Voilà un autre pied de nez grossier au règlement.

Une autre astuce consiste à expédier les produits interdits au Québec à partir de l’Ontario.

« Grande nouvelle ! Notre service d’expédition le lendemain est maintenant étendu à certaines régions de Montréal », peut-on lire, en français, sur un site de vapotage ontarien.

En clair, l’industrie se moque de nous. La preuve se trouve dans ce commentaire publié sur Facebook par la propriétaire d’une boutique de vapotage.

« Venez nous voir en boutique. Vous allez être surpris des efforts qui ont été déployés afin de contourner le contournable », a-t-elle osé écrire.

Comment arrêter le cirque ? Il existe plusieurs visions à ce sujet.

Il y a d’abord celle du ministère de la Santé, qui est loin de rester les bras croisés. On me dit que plus de 750 inspections ont été réalisées dans les boutiques de vapotage depuis l’adoption du nouveau règlement il y a six mois.

Le hic : il n’est pas simple pour les inspecteurs de démontrer hors de tout doute que les arômes offerts sont vraiment destinés à être vapotés.

Pour ça, plusieurs dizaines de dossiers (on me dit entre 30 et 40) ont été transmis au Directeur des poursuites criminelles et pénales. Québec espère des victoires en justice claires qui dissuaderont les délinquants et montreront que les règlements actuels fonctionnent. Mais évidemment, qui dit système de justice dit délais importants.

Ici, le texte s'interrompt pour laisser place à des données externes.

//! Catalog normalization
//!
//! Songs and artists are both distinct projections of the same raw song
//! records.

use crate::database::QueryEngine;
use crate::error::Result;
use crate::records::SongRecord;
use crate::tables::{ArtistRow, SongRow};
use duckdb::Row;

const SONGS_QUERY: &str = "
SELECT DISTINCT song_id, title, artist_id, year, duration
FROM song_records
ORDER BY ALL
";

const ARTISTS_QUERY: &str = "
SELECT DISTINCT
    artist_id,
    artist_name AS name,
    artist_location AS location,
    artist_latitude AS latitude,
    artist_longitude AS longitude
FROM song_records
ORDER BY ALL
";

/// The two dimension tables built from the song catalog
#[derive(Debug, Clone, Default, PartialEq)]
pub struct CatalogTables {
    pub songs: Vec<SongRow>,
    pub artists: Vec<ArtistRow>,
}

fn song_row(row: &Row<'_>) -> duckdb::Result<SongRow> {
    Ok(SongRow {
        song_id: row.get(0)?,
        title: row.get(1)?,
        artist_id: row.get(2)?,
        year: row.get(3)?,
        duration: row.get(4)?,
    })
}

fn artist_row(row: &Row<'_>) -> duckdb::Result<ArtistRow> {
    Ok(ArtistRow {
        artist_id: row.get(0)?,
        name: row.get(1)?,
        location: row.get(2)?,
        latitude: row.get(3)?,
        longitude: row.get(4)?,
    })
}

/// Songs table from an engine already holding the catalog
pub fn build_songs(engine: &QueryEngine) -> Result<Vec<SongRow>> {
    engine.query(SONGS_QUERY, song_row)
}

/// Artists table from an engine already holding the catalog
pub fn build_artists(engine: &QueryEngine) -> Result<Vec<ArtistRow>> {
    engine.query(ARTISTS_QUERY, artist_row)
}

/// Build the deduplicated songs and artists tables
pub fn normalize_catalog(records: &[SongRecord]) -> Result<CatalogTables> {
    let engine = QueryEngine::new()?;
    engine.load_songs(records)?;

    Ok(CatalogTables {
        songs: build_songs(&engine)?,
        artists: build_artists(&engine)?,
    })
}

#[cfg(test)]
mod tests {
    use super::*;
    use pretty_assertions::assert_eq;

    fn record(song_id: &str, artist_id: &str, artist_name: &str, title: &str) -> SongRecord {
        SongRecord {
            num_songs: Some(1),
            artist_id: artist_id.to_string(),
            artist_latitude: Some(35.149_68),
            artist_longitude: Some(-90.048_92),
            artist_location: Some("Memphis, TN".to_string()),
            artist_name: Some(artist_name.to_string()),
            song_id: song_id.to_string(),
            title: Some(title.to_string()),
            duration: Some(269.583_22),
            year: Some(0),
        }
    }

    #[test]
    fn test_songs_and_artists_are_projected() {
        let tables = normalize_catalog(&[record("SO1", "AR1", "Elena", "Setanta matins")]).unwrap();
        assert_eq!(
            tables.songs,
            vec![SongRow {
                song_id: "SO1".to_string(),
                title: Some("Setanta matins".to_string()),
                artist_id: "AR1".to_string(),
                year: Some(0),
                duration: Some(269.583_22),
            }]
        );
        assert_eq!(tables.artists[0].name.as_deref(), Some("Elena"));
        assert_eq!(tables.artists[0].location.as_deref(), Some("Memphis, TN"));
        assert_eq!(tables.artists[0].latitude, Some(35.149_68));
    }

    #[test]
    fn test_shared_artist_appears_once() {
        let records = vec![
            record("SO1", "AR1", "Elena", "Setanta matins"),
            record("SO2", "AR1", "Elena", "Another song"),
            record("SO1", "AR1", "Elena", "Setanta matins"),
        ];
        let tables = normalize_catalog(&records).unwrap();
        assert_eq!(tables.songs.len(), 2);
        assert_eq!(tables.artists.len(), 1);
    }

    #[test]
    fn test_artist_with_differing_attributes_is_kept_twice() {
        let mut moved = record("SO2", "AR1", "Elena", "Another song");
        moved.artist_location = Some("Nashville, TN".to_string());
        let tables =
            normalize_catalog(&[record("SO1", "AR1", "Elena", "Setanta matins"), moved]).unwrap();
        assert_eq!(tables.artists.len(), 2);
        assert_eq!(tables.artists[0].location.as_deref(), Some("Memphis, TN"));
        assert_eq!(tables.artists[1].location.as_deref(), Some("Nashville, TN"));
    }

    #[test]
    fn test_null_attributes_dedup_together() {
        let mut bare = record("SO1", "AR1", "Elena", "Setanta matins");
        bare.title = None;
        bare.duration = None;
        bare.artist_latitude = None;
        let tables = normalize_catalog(&[bare.clone(), bare]).unwrap();
        assert_eq!(tables.songs.len(), 1);
        assert_eq!(tables.songs[0].title, None);
        assert_eq!(tables.artists.len(), 1);
        assert_eq!(tables.artists[0].latitude, None);
    }

    #[test]
    fn test_empty_catalog() {
        let tables = normalize_catalog(&[]).unwrap();
        assert_eq!(tables, CatalogTables::default());
    }
}
//! Output tables
//!
//! Row types for the five analytical tables and their Arrow layout.
//! `start_time` columns hold UTC instants tagged with the session zone.
//!
//! | Table | Path | Partitioned by |
//! |-------|------|----------------|
//! | songs | `Songs/songs.parquet` | year, artist_id |
//! | artists | `Artists/artists.parquet` | - |
//! | users | `Users/users.parquet` | - |
//! | time | `Time/time.parquet` | year, month |
//! | songplays | `Songplays/songplays.parquet` | year, month |

mod rows;
mod types;

pub use rows::{ArtistRow, SongRow, SongplayRow, TimeRow, UserRow};
pub use types::Table;

#[cfg(test)]
mod tests;
//! Hive-style partitioning
//!
//! A batch is split into one group per distinct combination of partition
//! column values. Partition columns are removed from each group's batch; their
//! values live in the directory name instead.

use crate::error::Result;
use arrow::array::{Array, UInt32Array};
use arrow::compute::take_record_batch;
use arrow::record_batch::RecordBatch;
use arrow::util::display::array_value_to_string;
use std::collections::BTreeMap;
use std::fmt::Write;

/// Directory value used for null and empty partition values
pub const DEFAULT_PARTITION_NAME: &str = "__HIVE_DEFAULT_PARTITION__";

/// Rows sharing one set of partition values
#[derive(Debug, Clone)]
pub struct PartitionGroup {
    /// Relative directory, e.g. `year=2018/month=11`; empty when unpartitioned
    pub dir: String,
    /// Rows of the group without the partition columns
    pub batch: RecordBatch,
}

/// Split a batch by partition columns
///
/// Groups come back ordered by their partition values. With no partition
/// columns the whole batch is one group, even when it has no rows; with
/// partition columns an empty batch yields no groups.
pub fn partition_batch(batch: &RecordBatch, partition_by: &[&str]) -> Result<Vec<PartitionGroup>> {
    if partition_by.is_empty() {
        return Ok(vec![PartitionGroup {
            dir: String::new(),
            batch: batch.clone(),
        }]);
    }

    let schema = batch.schema();
    let key_columns = partition_by
        .iter()
        .map(|name| schema.index_of(name))
        .collect::<std::result::Result<Vec<_>, _>>()?;
    let data_columns: Vec<usize> = (0..schema.fields().len())
        .filter(|i| !key_columns.contains(i))
        .collect();

    let mut groups: BTreeMap<Vec<Option<String>>, Vec<u32>> = BTreeMap::new();
    for row in 0..batch.num_rows() {
        let mut key = Vec::with_capacity(key_columns.len());
        for &col in &key_columns {
            let column = batch.column(col);
            key.push(if column.is_null(row) {
                None
            } else {
                Some(array_value_to_string(column, row)?)
            });
        }
        groups.entry(key).or_default().push(row as u32);
    }

    let mut out = Vec::with_capacity(groups.len());
    for (key, rows) in groups {
        let taken = take_record_batch(batch, &UInt32Array::from(rows))?;
        out.push(PartitionGroup {
            dir: partition_dir(partition_by, &key),
            batch: taken.project(&data_columns)?,
        });
    }
    Ok(out)
}

fn partition_dir(names: &[&str], values: &[Option<String>]) -> String {
    names
        .iter()
        .zip(values)
        .map(|(name, value)| {
            let value = match value.as_deref() {
                None | Some("") => DEFAULT_PARTITION_NAME.to_string(),
                Some(v) => escape_partition_value(v),
            };
            format!("{name}={value}")
        })
        .collect::<Vec<_>>()
        .join("/")
}

/// Percent-escape characters that are unsafe in a partition directory name
pub fn escape_partition_value(value: &str) -> String {
    let mut out = String::with_capacity(value.len());
    for c in value.chars() {
        if needs_escape(c) {
            // every escaped char is ASCII
            let _ = write!(out, "%{:02X}", c as u32);
        } else {
            out.push(c);
        }
    }
    out
}

fn needs_escape(c: char) -> bool {
    matches!(
        c,
        '\u{01}'..='\u{1F}'
            | '"'
            | '#'
            | '%'
            | '\''
            | '*'
            | '/'
            | ':'
            | '='
            | '?'
            | '\\'
            | '\u{7F}'
            | '{'
            | '['
            | ']'
            | '^'
    )
}
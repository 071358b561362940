//! Relational steps via DuckDB
//!
//! Deduplication, the catalog join and the songplay ranking all run as SQL
//! over an in-memory DuckDB database loaded with the run's raw records.

mod engine;

pub use engine::QueryEngine;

De son côté, la Coalition québécoise pour le contrôle du tabac estime qu’il faut donner un tour de vis aux lois actuelles, tant provinciales que fédérales. Elle recommande notamment d’interdire la vente de liquides de vapotage et de rehausseurs d’arômes dans le même commerce, ainsi que de bannir la vente interprovinciale de produits de vapotage (comme c’est le cas pour le tabac).

Ces solutions doivent certainement être explorées. Mais pendant qu’on le fait, il faut réaliser que, chaque mois, de nouveaux jeunes deviennent accros à la nicotine à cause des produits de vapotage.

Il y a pourtant une autre solution à déployer. Le directeur national de santé publique a déjà proposé d’exiger des permis pour la vente des produits de vapotage et, par souci de cohérence, de ceux du tabac⁠3. Actuellement, les commerçants qui n’affichent pas leurs produits n’ont besoin d’aucun permis. Ceux qui les placent à la vue des clients ont besoin d’une autorisation, mais pas d’un permis comme l’entend la Santé publique. L’avantage de la proposition, c’est qu’on pourrait retirer les permis en cas d’écart de conduite. Il me semble que les dérapages actuels montrent la nécessité et l’urgence d’un tel mécanisme.

Si, après cela, l’industrie continue à jouer au plus fin avec nos lois et avec la santé des jeunes, si elle se montre incapable de commercialiser des produits de vapotage de façon responsable, on devrait lui retirer ce privilège et le confier à l’État.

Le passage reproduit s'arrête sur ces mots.